CL_OUT_OF_RESOURCE on NVIDIA GPUs only.

Hi all!

I already started a thread in NVIDIA forums, but it looks like noone is interested in things different from CUDA… Here is my problem again:

Some month ago I started working on a fractal raytracer in C++/OpenCL. I already met a lot of bugs in the NVIDIA OpenCL compiler (access violations when declaring variables without using them) but I was Always able to find some workaround. This time it looks a bit more serious: In my raytracer I have to select the color of the nearest shape. I implemented this using a switch, but I always get a CL_OUT_OF_RESOURCES error when reading the output buffer (CL_INVALID_COMMAND_QUEUE if I call clFinish() before). This happens only with NVIDIA GPUs, works correctly with AMD GPU and Intel CPU. This is the important part of the code:

TracerOut Trace(CameraOut in, SceneParams params)
{
	float dist[2];
	TracerOut out;

	Mandelbulb1_OO Mandelbulb1_oo = Mandelbulb1_Object(in, params);
	dist[0] = distance(Mandelbulb1_oo.intersection, in.origin);
	Mandelbulb2_OO Mandelbulb2_oo = Mandelbulb2_Object(in, params);
	dist[1] = distance(Mandelbulb2_oo.intersection, in.origin);

	uint nearestId = 0;
	float nearestDist = 10000000.0f;
	for (uint i = 0; i < 2; i++)
	{
		if (dist[i] < nearestDist)
		{
			nearestDist = dist[i];
			nearestId = i;
		}
	}

	// Trick needed to avoid access violation bug
	Mandelbulb1_SO Mandelbulb1_so;
	Mandelbulb1_so.color.x = 0.0f;
	Mandelbulb2_SO Mandelbulb2_so;
	Mandelbulb2_so.color.x = 0.0f;

	switch (nearestId)
	{
	case 0:
		Mandelbulb1_so = Mandelbulb1_Shader(in, Mandelbulb1_oo, params);
		out.color = Mandelbulb1_so.color;
		break;
	case 1:
		Mandelbulb2_so = Mandelbulb2_Shader(in, Mandelbulb2_oo, params);
		out.color = Mandelbulb2_so.color;
		break;
	default:
		out.color = (float4)(0.0f, 0.0f, 0.0f, 0.0f);
		break;
	}

	return out;
}

I imagined that the switch construct can cause the problem, so i tried with simple if’s:

TracerOut Trace(CameraOut in, SceneParams params)
{
	//...

	Mandelbulb1_SO Mandelbulb1_so;
	Mandelbulb1_so.color.x = 0.0f;
	Mandelbulb2_SO Mandelbulb2_so;
	Mandelbulb2_so.color.x = 0.0f;

	out.color = (float4)(0.0f, 0.0f, 0.0f, 0.0f);

	Mandelbulb1_so = Mandelbulb1_Shader(in, Mandelbulb1_oo, params);
	Mandelbulb2_so = Mandelbulb2_Shader(in, Mandelbulb2_oo, params);

	if (nearestId == 0)
		out.color = Mandelbulb1_so.color;
	
	if (nearestId == 1)
		out.color = Mandelbulb2_so.color;

	return out;
}

And I still have the same problem.
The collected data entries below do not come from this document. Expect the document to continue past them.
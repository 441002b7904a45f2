//! opsim-runner: batch job that simulates the logistics operation stream,
//! persists hourly summaries and prints per-bucket baselines.
//!
//! Usage:
//!   opsim-runner --seed 12345 --days 28 --db summaries.db --out-dir ./out
//!   OPSIM_SUMMARY_DB=summaries.db opsim-runner --config data/simulation.json
//!   opsim-runner --db summaries.db --initial-records out/previous.csv

use anyhow::{Context, Result};
use opsim_core::{
    baseline::{BaselineEngine, Baselines},
    config::SimConfig,
    engine::{RunReport, SimEngine},
    error::SimError,
    export,
    secrets::{EnvSecretProvider, SecretProvider},
    sink::StoreSink,
    summary_store::SqliteSummaryStore,
    types::OperationKind,
};
use std::env;
use std::path::Path;

const SUMMARY_DB_SECRET: &str = "OPSIM_SUMMARY_DB";

fn main() -> Result<()> {
    env_logger::init();

    let args: Vec<String> = env::args().collect();
    let seed = parse_arg(&args, "--seed", 42u64);
    let days = parse_arg(&args, "--days", 0u32);
    let window_days = parse_arg(&args, "--window-days", 28i64);
    let config_path = string_arg(&args, "--config");
    let out_dir = string_arg(&args, "--out-dir").unwrap_or_else(|| "./out".to_string());

    // The store location is a credential in deployed setups; missing it is fatal.
    let db = match string_arg(&args, "--db") {
        Some(db) => db,
        None => EnvSecretProvider::new()
            .get_secret(SUMMARY_DB_SECRET)
            .context("no --db given and summary store secret unavailable")?,
    };

    let mut config = match &config_path {
        Some(path) => SimConfig::load(path)?,
        None => SimConfig::default(),
    };
    if days > 0 {
        config.num_days = days;
    }
    if let Some(initial) = string_arg(&args, "--initial-records") {
        config.initial_records = Some(initial.into());
    }

    println!("opsim-runner");
    println!("  seed:      {seed}");
    println!("  days:      {}", config.num_days);
    println!("  series:    {}", config.series_name);
    println!("  db:        {db}");
    if let Some(initial) = &config.initial_records {
        println!("  initial:   {}", initial.display());
    }
    println!("  out_dir:   {out_dir}");
    println!();

    let store = SqliteSummaryStore::open(&db).with_context(|| format!("opening {db}"))?;
    store.migrate()?;

    let run_id = format!("run-{seed}-{}", uuid::Uuid::new_v4().simple());
    let series_name = config.series_name.clone();
    let mut engine = SimEngine::build(run_id, seed, config, StoreSink::new(&store))?;
    let report = engine.run()?;
    let window_end = engine.clock.end() - chrono::Duration::hours(1);

    let out = Path::new(&out_dir);
    export::write_records_csv(&out.join("synthetic_logistics_data_with_operations.csv"), engine.records())?;
    export::write_summaries_csv(&out.join("summary_operations_per_hour.csv"), engine.summaries())?;
    print_report(&report);

    // Trailing window ending at the last simulated hour.
    let baselines = BaselineEngine::new(&store, series_name);
    match baselines.compute_trailing(window_end, window_days) {
        Ok(b) => print_baselines(&b),
        Err(e @ SimError::NoDataInWindow { .. }) => {
            log::warn!("{e}");
            println!("No data found in the trailing {window_days}-day window.");
        }
        Err(e) => return Err(e.into()),
    }
    Ok(())
}

fn print_report(report: &RunReport) {
    println!("=== RUN SUMMARY ===");
    println!("  run_id:          {}", report.run_id);
    println!("  hours run:       {}", report.hours);
    println!("  created:         {}", report.created);
    println!("  updated:         {}", report.updated);
    println!("  deleted:         {}", report.deleted);
    println!("  skipped ops:     {}", report.updates_skipped + report.deletes_skipped);
    println!("  live records:    {}", report.live_records);
    println!("  deleted records: {}", report.deleted_records);
    println!();
}

fn print_baselines(baselines: &Baselines) {
    println!("=== BASELINES (mean ± 2σ) ===");
    for (bucket, b) in baselines {
        println!("  {bucket} ({} hours)", b.samples);
        for kind in OperationKind::ALL {
            let band = b.band(kind);
            println!(
                "    {:<10} mean {:>8.1}  σ {:>7.1}  [{:>8.1}, {:>8.1}]",
                format!("{kind:?}"),
                band.mean,
                band.stddev,
                band.lower,
                band.upper
            );
        }
    }
}

fn parse_arg<T: std::str::FromStr + Copy>(args: &[String], flag: &str, default: T) -> T {
    args.windows(2)
        .find(|w| w[0] == flag)
        .and_then(|w| w[1].parse().ok())
        .unwrap_or(default)
}

fn string_arg(args: &[String], flag: &str) -> Option<String> {
    args.windows(2).find(|w| w[0] == flag).map(|w| w[1].clone())
}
Removing one or both the if’s solves the problem:

TracerOut Trace(CameraOut in, SceneParams params)
{
	//...
	out.color = (float4)(0.0f, 0.0f, 0.0f, 0.0f);

	Mandelbulb1_so = Mandelbulb1_Shader(in, Mandelbulb1_oo, params);
	Mandelbulb2_so = Mandelbulb2_Shader(in, Mandelbulb2_oo, params);

	out.color = Mandelbulb1_so.color;
	
	if (nearestId == 1)
		out.color = Mandelbulb2_so.color;

	return out;
}

Removing the declaration of the structs also lets it run fine:

TracerOut Trace(CameraOut in, SceneParams params)
{
	//...

	switch (nearestId)
	{
	case 0:
		out.color = Mandelbulb1_Shader(in, Mandelbulb1_oo, params).color;
		break;
	case 1:
		out.color = Mandelbulb2_Shader(in, Mandelbulb2_oo, params).color;
		break;
	default:
		break;
	} 

	return out;
}

But of course this is not what I want. I know that conditionals are very bad for GPUs, but at the moment I don’t have other solutions (someone has suggestions? :slight_smile: ), optimization will come later. This should be supposed to work so I believe this is a bug in the NVIDIA OpenCL driver, right? Anyone had similar problem? Any fix coming?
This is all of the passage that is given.